## Records from a collection:
+++++
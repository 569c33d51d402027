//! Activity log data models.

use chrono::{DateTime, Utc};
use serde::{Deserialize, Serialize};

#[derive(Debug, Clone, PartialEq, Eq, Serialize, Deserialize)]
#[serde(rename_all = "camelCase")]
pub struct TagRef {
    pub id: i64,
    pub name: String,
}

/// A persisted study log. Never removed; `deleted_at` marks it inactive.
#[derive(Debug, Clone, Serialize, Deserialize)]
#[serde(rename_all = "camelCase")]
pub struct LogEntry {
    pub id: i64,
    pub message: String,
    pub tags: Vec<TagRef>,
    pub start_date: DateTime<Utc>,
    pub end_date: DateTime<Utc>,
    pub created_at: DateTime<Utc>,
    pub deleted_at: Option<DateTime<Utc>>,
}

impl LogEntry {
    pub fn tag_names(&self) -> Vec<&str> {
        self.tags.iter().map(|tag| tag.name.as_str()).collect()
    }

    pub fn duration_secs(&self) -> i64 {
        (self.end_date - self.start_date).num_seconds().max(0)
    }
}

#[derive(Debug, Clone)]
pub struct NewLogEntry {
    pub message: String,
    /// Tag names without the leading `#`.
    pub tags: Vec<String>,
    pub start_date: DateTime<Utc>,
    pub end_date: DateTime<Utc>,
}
+++++
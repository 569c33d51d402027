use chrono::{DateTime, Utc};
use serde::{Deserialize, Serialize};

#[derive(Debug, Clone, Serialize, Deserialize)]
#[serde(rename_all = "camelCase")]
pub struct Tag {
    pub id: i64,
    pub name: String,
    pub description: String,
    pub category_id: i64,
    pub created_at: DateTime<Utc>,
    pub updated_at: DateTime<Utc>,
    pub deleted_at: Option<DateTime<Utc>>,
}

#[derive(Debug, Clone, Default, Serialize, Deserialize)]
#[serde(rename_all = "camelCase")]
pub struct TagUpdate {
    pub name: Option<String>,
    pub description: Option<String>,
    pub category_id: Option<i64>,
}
+++++
## Work to be completed:
Say how many lines in the records hold the word "String", giving the number by itself.

## Worked solution:
8